--- Extracted data ---

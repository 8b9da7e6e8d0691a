// Application state management

use crate::catalog::Catalog;
use crate::nav::{NavAction, Navigator, Screen, Transition};
use crate::ui::focus::WelcomeFocus;
use ratatui::layout::{Position, Rect};

/// Terminal lines per garden row: name, description, divider
pub const GARDEN_ROW_HEIGHT: u16 = 3;

pub struct AppState {
    pub navigator: Navigator,
    pub catalog: Catalog,
    pub welcome: WelcomeState,
    pub login: LoginState,
    pub home: HomeState,
    pub viewport: Rect,
    pub status: Option<String>, // One-line notice shown in the footer
}

impl AppState {
    pub fn new(catalog: Catalog, start: Screen) -> Self {
        Self {
            navigator: Navigator::with_start(start),
            catalog,
            welcome: WelcomeState::default(),
            login: LoginState::default(),
            home: HomeState::default(),
            viewport: Rect::default(),
            status: None,
        }
    }

    pub fn current_screen(&self) -> Screen {
        self.navigator.current()
    }

    /// Run a navigation action and mount the destination with fresh view state.
    pub fn apply(&mut self, action: NavAction) -> Transition {
        let transition = self.navigator.navigate(action);
        self.mount(transition.to);
        transition
    }

    fn mount(&mut self, screen: Screen) {
        match screen {
            Screen::Welcome => self.welcome = WelcomeState::default(),
            Screen::Login => self.login = LoginState::default(),
            Screen::Home => self.home = HomeState::default(),
        }
        self.status = None;
    }
}

impl Default for AppState {
    fn default() -> Self {
        Self::new(Catalog::garden(), Screen::Welcome)
    }
}

#[derive(Debug, Default, Clone)]
pub struct WelcomeState {
    pub focus: WelcomeFocus,

    // Mouse support
    pub create_account_area: Option<Rect>,
    pub login_area: Option<Rect>,
}

#[derive(Debug, Default, Clone)]
pub struct LoginState {
    pub login_area: Option<Rect>,
}

#[derive(Debug, Default, Clone)]
pub struct HomeState {
    pub cursor: usize,         // Garden row under keyboard focus
    pub scroll: usize,         // First visible garden row
    pub visible_rows: usize,   // Set by the renderer
    pub theme_offset: usize,   // First visible theme card
    pub visible_themes: usize, // Set by the renderer

    // Mouse support
    pub list_area: Option<Rect>,
}

impl HomeState {
    pub fn max_scroll(&self, len: usize) -> usize {
        len.saturating_sub(self.visible_rows.max(1))
    }

    pub fn move_up(&mut self, len: usize) {
        self.cursor = self.cursor.saturating_sub(1);
        self.keep_cursor_visible(len);
    }

    pub fn move_down(&mut self, len: usize) {
        if len > 0 && self.cursor < len - 1 {
            self.cursor += 1;
        }
        self.keep_cursor_visible(len);
    }

    pub fn page_up(&mut self, len: usize) {
        self.cursor = self.cursor.saturating_sub(self.visible_rows.max(1));
        self.keep_cursor_visible(len);
    }

    pub fn page_down(&mut self, len: usize) {
        self.cursor = (self.cursor + self.visible_rows.max(1)).min(len.saturating_sub(1));
        self.keep_cursor_visible(len);
    }

    pub fn jump_to_top(&mut self, len: usize) {
        self.cursor = 0;
        self.keep_cursor_visible(len);
    }

    pub fn jump_to_bottom(&mut self, len: usize) {
        self.cursor = len.saturating_sub(1);
        self.keep_cursor_visible(len);
    }

    /// Move the viewport (mouse wheel); the cursor is dragged along so it
    /// never points at a row that is off screen.
    pub fn scroll_by(&mut self, delta: isize, len: usize) {
        self.scroll = self.scroll.saturating_add_signed(delta).min(self.max_scroll(len));
        self.keep_cursor_in_view(len);
    }

    pub fn scroll_themes(&mut self, delta: isize, len: usize) {
        let max = len.saturating_sub(self.visible_themes.max(1));
        self.theme_offset = self.theme_offset.saturating_add_signed(delta).min(max);
    }

    /// Re-establish bounds after the visible area changed.
    pub fn clamp(&mut self, len: usize) {
        self.cursor = self.cursor.min(len.saturating_sub(1));
        self.scroll = self.scroll.min(self.max_scroll(len));
        let max_theme = len.saturating_sub(self.visible_themes.max(1));
        self.theme_offset = self.theme_offset.min(max_theme);
    }

    fn keep_cursor_in_view(&mut self, len: usize) {
        let last = (self.scroll + self.visible_rows.max(1) - 1).min(len.saturating_sub(1));
        self.cursor = self.cursor.clamp(self.scroll.min(last), last);
    }

    fn keep_cursor_visible(&mut self, len: usize) {
        let visible = self.visible_rows.max(1);
        if self.cursor < self.scroll {
            self.scroll = self.cursor;
        } else if self.cursor >= self.scroll + visible {
            self.scroll = self.cursor + 1 - visible;
        }
        self.scroll = self.scroll.min(self.max_scroll(len));
    }

    /// Catalog index of the garden row drawn at a terminal cell, if any.
    pub fn row_at(&self, column: u16, row: u16, len: usize) -> Option<usize> {
        let area = self.list_area?;
        if !area.contains(Position::new(column, row)) {
            return None;
        }
        // Lines below the last whole row are blank
        let slot = ((row - area.y) / GARDEN_ROW_HEIGHT) as usize;
        if slot >= self.visible_rows {
            return None;
        }
        let index = self.scroll + slot;
        (index < len).then_some(index)
    }
}
use std::collections::HashMap;
use std::time::{Duration, Instant};

use lumen_fixtures::FixtureLibrary;

use crate::dmx::frame::Frame;
use crate::dmx::universe::Universe;
use crate::layering::LayeringPipeline;
use crate::show::scene::{ActiveScene, Chaser, Scene};

/// Rate at which a fading chaser step is advanced and re-rendered.
pub const FADE_TICK_HZ: u64 = 100;

#[derive(Clone)]
enum ChaserState {
    Idle,
    Holding {
        step_index: usize,
        deadline: Instant,
    },
    FadingIn {
        step_index: usize,
        start: Instant,
        duration: Duration,
        step_deadline: Instant,
        start_frame: Frame,
        target_frame: Frame,
    },
}

/// Drives one running chaser. Step timing uses a single monotonic
/// `step_deadline` (`fade_start + fade_in + hold`) rather than two
/// independently-ticking timers, so fade and hold never drift apart.
pub struct ChaserRuntime {
    chaser: Option<Chaser>,
    state: ChaserState,
}

impl ChaserRuntime {
    pub fn new() -> Self {
        Self {
            chaser: None,
            state: ChaserState::Idle,
        }
    }

    pub fn is_running(&self) -> bool {
        !matches!(self.state, ChaserState::Idle)
    }

    pub fn current_step_index(&self) -> Option<usize> {
        match self.state {
            ChaserState::Idle => None,
            ChaserState::Holding { step_index, .. } => Some(step_index),
            ChaserState::FadingIn { step_index, .. } => Some(step_index),
        }
    }

    #[allow(clippy::too_many_arguments)]
    pub fn start(
        &mut self,
        chaser: Chaser,
        universe: &Universe,
        library: &FixtureLibrary,
        pipeline: &LayeringPipeline,
        scenes: &HashMap<String, Scene>,
        active_scenes: &[ActiveScene],
        master_dimmer: u8,
        now: Instant,
    ) {
        self.chaser = Some(chaser);
        self.enter_step(0, universe, library, pipeline, scenes, active_scenes, master_dimmer, now);
    }

    /// Idempotent: transitions to Idle regardless of current state.
    pub fn stop(&mut self) {
        self.chaser = None;
        self.state = ChaserState::Idle;
    }

    #[allow(clippy::too_many_arguments)]
    fn enter_step(
        &mut self,
        step_index: usize,
        universe: &Universe,
        library: &FixtureLibrary,
        pipeline: &LayeringPipeline,
        scenes: &HashMap<String, Scene>,
        active_scenes: &[ActiveScene],
        master_dimmer: u8,
        now: Instant,
    ) {
        let Some(chaser) = &self.chaser else {
            self.state = ChaserState::Idle;
            return;
        };
        let Some(step) = chaser.steps.get(step_index) else {
            self.state = ChaserState::Idle;
            return;
        };
        let Some(step_scene) = scenes.get(&step.scene_name) else {
            self.state = ChaserState::Idle;
            return;
        };

        let fade_in = step.fade_in_secs.max(0.0);
        let hold = step.hold_secs.max(0.0);
        // A step with no hold and no fade-in would otherwise re-enter itself
        // on every call with the same `now`, recursing forever in `tick`. Give
        // it a 10ms one-shot instead, per the zero-duration edge policy.
        let step_deadline = if fade_in + hold <= 0.0 {
            now + Duration::from_millis(10)
        } else {
            now + Duration::from_secs_f64(fade_in + hold)
        };

        if fade_in > 0.0 {
            let (_, start_frame) = pipeline.compose(universe, library, active_scenes, scenes, master_dimmer);
            let (_, target_frame) = pipeline.compose_with_step(
                universe,
                library,
                active_scenes,
                scenes,
                step_scene,
                master_dimmer,
            );
            self.state = ChaserState::FadingIn {
                step_index,
                start: now,
                duration: Duration::from_secs_f64(fade_in),
                step_deadline,
                start_frame,
                target_frame,
            };
        } else {
            self.state = ChaserState::Holding {
                step_index,
                deadline: step_deadline,
            };
        }
    }

    #[allow(clippy::too_many_arguments)]
    fn advance(
        &mut self,
        step_index: usize,
        universe: &Universe,
        library: &FixtureLibrary,
        pipeline: &LayeringPipeline,
        scenes: &HashMap<String, Scene>,
        active_scenes: &[ActiveScene],
        master_dimmer: u8,
        now: Instant,
    ) {
        let Some(chaser) = &self.chaser else { return };
        if chaser.steps.is_empty() {
            self.state = ChaserState::Idle;
            return;
        }
        let next = (step_index + 1) % chaser.steps.len();
        self.enter_step(next, universe, library, pipeline, scenes, active_scenes, master_dimmer, now);
    }

    /// Advances past any elapsed deadlines and returns the frame to output
    /// for `now`, or `None` if no chaser is running. Call at `FADE_TICK_HZ`.
    #[allow(clippy::too_many_arguments)]
    pub fn tick(
        &mut self,
        now: Instant,
        universe: &Universe,
        library: &FixtureLibrary,
        pipeline: &LayeringPipeline,
        scenes: &HashMap<String, Scene>,
        active_scenes: &[ActiveScene],
        master_dimmer: u8,
    ) -> Option<Frame> {
        match self.state.clone() {
            ChaserState::Idle => None,
            ChaserState::Holding { step_index, deadline } => {
                if now >= deadline {
                    self.advance(step_index, universe, library, pipeline, scenes, active_scenes, master_dimmer, now);
                    return self.tick(now, universe, library, pipeline, scenes, active_scenes, master_dimmer);
                }
                let chaser = self.chaser.as_ref()?;
                let step = chaser.steps.get(step_index)?;
                let step_scene = scenes.get(&step.scene_name)?;
                let (_, dimmed) = pipeline.compose_with_step(
                    universe,
                    library,
                    active_scenes,
                    scenes,
                    step_scene,
                    master_dimmer,
                );
                Some(dimmed)
            }
            ChaserState::FadingIn {
                step_index,
                start,
                duration,
                step_deadline,
                start_frame,
                target_frame,
            } => {
                if now >= step_deadline {
                    self.advance(step_index, universe, library, pipeline, scenes, active_scenes, master_dimmer, now);
                    return self.tick(now, universe, library, pipeline, scenes, active_scenes, master_dimmer);
                }
                let elapsed = now.saturating_duration_since(start);
                let t = if duration.is_zero() {
                    1.0
                } else {
                    (elapsed.as_secs_f64() / duration.as_secs_f64()).min(1.0)
                };
                Some(interpolate(&start_frame, &target_frame, t))
            }
        }
    }
}

impl Default for ChaserRuntime {
    fn default() -> Self {
        Self::new()
    }
}

/// Linear interpolation between two already-attenuated (post-MDA) frames,
/// rounding each byte half-away-from-zero rather than truncating.
fn interpolate(start: &Frame, target: &Frame, t: f64) -> Frame {
    let mut out = [0u8; 512];
    for i in 0..512 {
        let s = start[i] as f64;
        let e = target[i] as f64;
        let v = s + (e - s) * t;
        out[i] = round_half_away_from_zero(v).clamp(0.0, 255.0) as u8;
    }
    out
}

fn round_half_away_from_zero(v: f64) -> f64 {
    if v >= 0.0 {
        (v + 0.5).floor()
    } else {
        (v - 0.5).ceil()
    }
}

#[cfg(test)]
mod tests {
    use super::*;
    use lumen_fixtures::{ChannelDescriptor, FixtureInstance, FixtureModel};
    use std::collections::BTreeMap;

    fn scene(name: &str, values: &[(u16, u8)]) -> Scene {
        Scene {
            name: name.to_string(),
            values: values.iter().cloned().collect::<BTreeMap<_, _>>(),
        }
    }

    fn two_step_chaser() -> Chaser {
        Chaser {
            name: "chase".to_string(),
            steps: vec![
                crate::show::scene::ChaserStep {
                    scene_name: "a".to_string(),
                    hold_secs: 1.0,
                    fade_in_secs: 0.0,
                    fade_out_secs: 0.0,
                },
                crate::show::scene::ChaserStep {
                    scene_name: "b".to_string(),
                    hold_secs: 1.0,
                    fade_in_secs: 0.0,
                    fade_out_secs: 0.0,
                },
            ],
        }
    }

    fn patched_universe() -> (Universe, FixtureLibrary) {
        let mut library = FixtureLibrary::new();
        library.insert(FixtureModel {
            name: "Dimmer".to_string(),
            channels: vec![ChannelDescriptor {
                name: "Dimmer".to_string(),
                function: "intensity".to_string(),
                default_value: 0,
            }],
        });
        let model = library.get("Dimmer").unwrap().clone();
        let mut universe = Universe::new(0, "stage");
        let instance = FixtureInstance::new(0, "D1", &model, 0, 1);
        universe.add_instance(instance, &model, &library).unwrap();
        (universe, library)
    }

    #[test]
    fn instant_steps_cycle_through_hold_deadlines() {
        let (universe, library) = patched_universe();
        let pipeline = LayeringPipeline::new();
        let mut scenes = HashMap::new();
        scenes.insert("a".to_string(), scene("a", &[(1, 100)]));
        scenes.insert("b".to_string(), scene("b", &[(1, 200)]));
        let active = vec![];

        let mut runtime = ChaserRuntime::new();
        let t0 = Instant::now();
        runtime.start(two_step_chaser(), &universe, &library, &pipeline, &scenes, &active, 255, t0);
        assert_eq!(runtime.current_step_index(), Some(0));

        let frame = runtime
            .tick(t0 + Duration::from_millis(10), &universe, &library, &pipeline, &scenes, &active, 255)
            .unwrap();
        assert_eq!(frame[0], 100);

        let frame = runtime
            .tick(t0 + Duration::from_millis(1100), &universe, &library, &pipeline, &scenes, &active, 255)
            .unwrap();
        assert_eq!(frame[0], 200);
        assert_eq!(runtime.current_step_index(), Some(1));
    }

    #[test]
    fn fade_interpolates_between_start_and_target() {
        let (universe, library) = patched_universe();
        let pipeline = LayeringPipeline::new();
        let mut scenes = HashMap::new();
        scenes.insert("a".to_string(), scene("a", &[(1, 0)]));
        scenes.insert("b".to_string(), scene("b", &[(1, 200)]));
        let active = vec![];

        let chaser = Chaser {
            name: "fade".to_string(),
            steps: vec![crate::show::scene::ChaserStep {
                scene_name: "b".to_string(),
                hold_secs: 0.0,
                fade_in_secs: 1.0,
                fade_out_secs: 0.0,
            }],
        };

        let mut runtime = ChaserRuntime::new();
        let t0 = Instant::now();
        runtime.start(chaser, &universe, &library, &pipeline, &scenes, &active, 255, t0);

        let mid = runtime
            .tick(t0 + Duration::from_millis(500), &universe, &library, &pipeline, &scenes, &active, 255)
            .unwrap();
        assert!(mid[0] > 50 && mid[0] < 150);
    }

    #[test]
    fn stop_returns_to_idle() {
        let (universe, library) = patched_universe();
        let pipeline = LayeringPipeline::new();
        let scenes = HashMap::new();
        let active = vec![];
        let mut runtime = ChaserRuntime::new();
        runtime.start(
            Chaser { name: "empty".to_string(), steps: vec![] },
            &universe,
            &library,
            &pipeline,
            &scenes,
            &active,
            255,
            Instant::now(),
        );
        assert!(!runtime.is_running());
        runtime.stop();
        assert!(!runtime.is_running());
    }

    #[test]
    fn manual_override_stop_then_fader_leaves_only_manual_value() {
        let (mut universe, library) = patched_universe();
        let pipeline = LayeringPipeline::new();
        let mut scenes = HashMap::new();
        scenes.insert("a".to_string(), scene("a", &[(1, 100)]));
        let active = vec![];

        let mut runtime = ChaserRuntime::new();
        runtime.start(
            Chaser {
                name: "solo".to_string(),
                steps: vec![crate::show::scene::ChaserStep {
                    scene_name: "a".to_string(),
                    hold_secs: 5.0,
                    fade_in_secs: 0.0,
                    fade_out_secs: 0.0,
                }],
            },
            &universe,
            &library,
            &pipeline,
            &scenes,
            &active,
            255,
            Instant::now(),
        );
        assert!(runtime.is_running());

        runtime.stop();
        universe.instances[0].set_value(0, 255);

        assert!(!runtime.is_running());
        let frame = universe.snapshot_frame(&library);
        assert_eq!(frame[0], 255);
    }
}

---

**About this exercise**
Of the entries above, transcribe exactly those lines that fall between the line containing "Self::new(Catalog::garden(), Screen::Welcome)" and the line containing "visible theme card", together with those two lines.

**Written answer**
        Self::new(Catalog::garden(), Screen::Welcome)
    }
}

#[derive(Debug, Default, Clone)]
pub struct WelcomeState {
    pub focus: WelcomeFocus,

    // Mouse support
    pub create_account_area: Option<Rect>,
    pub login_area: Option<Rect>,
}

#[derive(Debug, Default, Clone)]
pub struct LoginState {
    pub login_area: Option<Rect>,
}

#[derive(Debug, Default, Clone)]
pub struct HomeState {
    pub cursor: usize,         // Garden row under keyboard focus
    pub scroll: usize,         // First visible garden row
    pub visible_rows: usize,   // Set by the renderer
    pub theme_offset: usize,   // First visible theme card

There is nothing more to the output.